The State Department’s Office of Inspector General has an ongoing audit of how assistance to Ukraine is being disbursed. The Biden administration, as part of its funding request to Congress, earmarked $20 million for “oversight and accountability” to “maintain ongoing efforts to work with the Ukrainian Ministry of Finance and other Ukrainian government institutions on their monitoring, transparency, verification, and reporting related to their use” of American support to the government in Kyiv.
Recent polling does show support for Ukraine aid is on a downward trend among registered Republicans. In a poll released earlier this month by the Wall Street Journal, 48 percent of registered Republicans said the U.S. is doing too much to support Ukraine.
But Rep. Tom Cole (Okla.), ranking Republican on the House Rules Committee, who is supportive of continued U.S. assistance, said on Thursday he thinks most Americans don’t realize the stakes the Ukraine-Russian conflict poses to national security.

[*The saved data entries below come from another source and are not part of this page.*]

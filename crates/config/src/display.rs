//! Display configuration: how the terminal maps to a device viewport.
//!
//! A terminal has no notion of logical pixels or accessibility font
//! scale, so these are configured here. Cell dimensions are only used
//! when the terminal does not report its pixel size.

use gridline_layout::{DisplayMetrics, Platform};
use serde::{Deserialize, Serialize};

/// Default cell width in logical pixels.
pub const DEFAULT_CELL_WIDTH: u16 = 8;

/// Default cell height in logical pixels.
pub const DEFAULT_CELL_HEIGHT: u16 = 16;

/// Display settings.
///
/// # Examples
///
/// ```
/// use gridline_config::DisplayConfig;
/// use gridline_layout::Platform;
///
/// let config: DisplayConfig = serde_json5::from_str("{ platform: 'android', font_scale: 1.2 }").unwrap();
/// let metrics = config.metrics();
/// assert_eq!(metrics.platform, Platform::Android);
/// assert_eq!(metrics.font_scale(), 1.2);
/// assert_eq!(config.cell_width, 8);
/// ```
#[derive(Debug, Clone, Copy, PartialEq, Serialize, Deserialize)]
#[serde(default)]
pub struct DisplayConfig {
    /// Platform whose typography rules apply.
    pub platform: Platform,
    /// Accessibility font scale.
    pub font_scale: f64,
    /// Physical pixels per logical pixel.
    pub pixel_ratio: f64,
    /// Fallback cell width in logical pixels.
    pub cell_width: u16,
    /// Fallback cell height in logical pixels.
    pub cell_height: u16,
}

impl Default for DisplayConfig {
    fn default() -> Self {
        Self {
            platform: Platform::default(),
            font_scale: 1.0,
            pixel_ratio: 1.0,
            cell_width: DEFAULT_CELL_WIDTH,
            cell_height: DEFAULT_CELL_HEIGHT,
        }
    }
}

impl DisplayConfig {
    /// Returns the display metrics to hand to the layout resolver.
    #[must_use]
    pub fn metrics(&self) -> DisplayMetrics {
        DisplayMetrics::new(self.platform)
            .with_font_scale(self.font_scale)
            .with_pixel_ratio(self.pixel_ratio)
    }

    /// Validates the display settings.
    ///
    /// # Errors
    ///
    /// Returns [`crate::ConfigError::InvalidDisplay`] if a scale factor is
    /// not a positive finite number or a cell dimension is zero.
    pub fn validate(&self) -> crate::Result<()> {
        check_factor("font_scale", self.font_scale)?;
        check_factor("pixel_ratio", self.pixel_ratio)?;
        check_cell("cell_width", self.cell_width)?;
        check_cell("cell_height", self.cell_height)
    }
}

fn check_factor(field: &'static str, value: f64) -> crate::Result<()> {
    if value.is_finite() && value > 0.0 {
        Ok(())
    } else {
        Err(crate::ConfigError::InvalidDisplay {
            field,
            reason: format!("{value} is not a positive number"),
        })
    }
}

fn check_cell(field: &'static str, value: u16) -> crate::Result<()> {
    if value == 0 {
        return Err(crate::ConfigError::InvalidDisplay {
            field,
            reason: "must be at least 1 pixel".to_string(),
        });
    }
    Ok(())
}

“If the Ukrainians fail, I think the odds of China doing something dangerous in the western Pacific go up dramatically,” Cole said, referring to concerns among the U.S. and allies that China is weighing an invasion of neighboring Taiwan based on how America and its allies maintain solidarity for Ukraine.
“I think we have a national interest here and I’m never going to be ashamed of supporting people that are fighting for their lives literally, against a brutal aggression that they did not in any way, shape or form, encourage,” the congressman continued.
Republicans worried the U.S. could be drawn more directly into a wider war are pushing diplomacy after the two deaths in Poland, which unlike Ukraine is a NATO member.
“I think it was a wake-up call to how close we are being drawn into this through the NATO Treaty,” Rep. Thomas Massie (R-Ky.) told The Hill, referring to mutual defense commitments among NATO members. Massie is a co-sponsor to Greene’s audit resolution and is critical of American assistance to Ukraine.
“It’s a chance for us to sort of take a sober look at what commitments we actually have if that were to have been a missile from Russia,” Massie said.
The explosion in Poland has underscored the high-stakes as Russian attacks on Ukraine have intensified — even as Ukraine has scored impressive battlefield victories.
National Security Spokesperson John Kirby told reporters on Friday that the administration supports a diplomatic negotiated settlement but that the timing is up to Ukrainian President Volodymyr Zelensky.
“It’s difficult for anybody to imagine that Mr. Zelensky would be ready to sit down and talk while his citizens are literally being slaughtered almost on a daily basis by the Russians,” he said.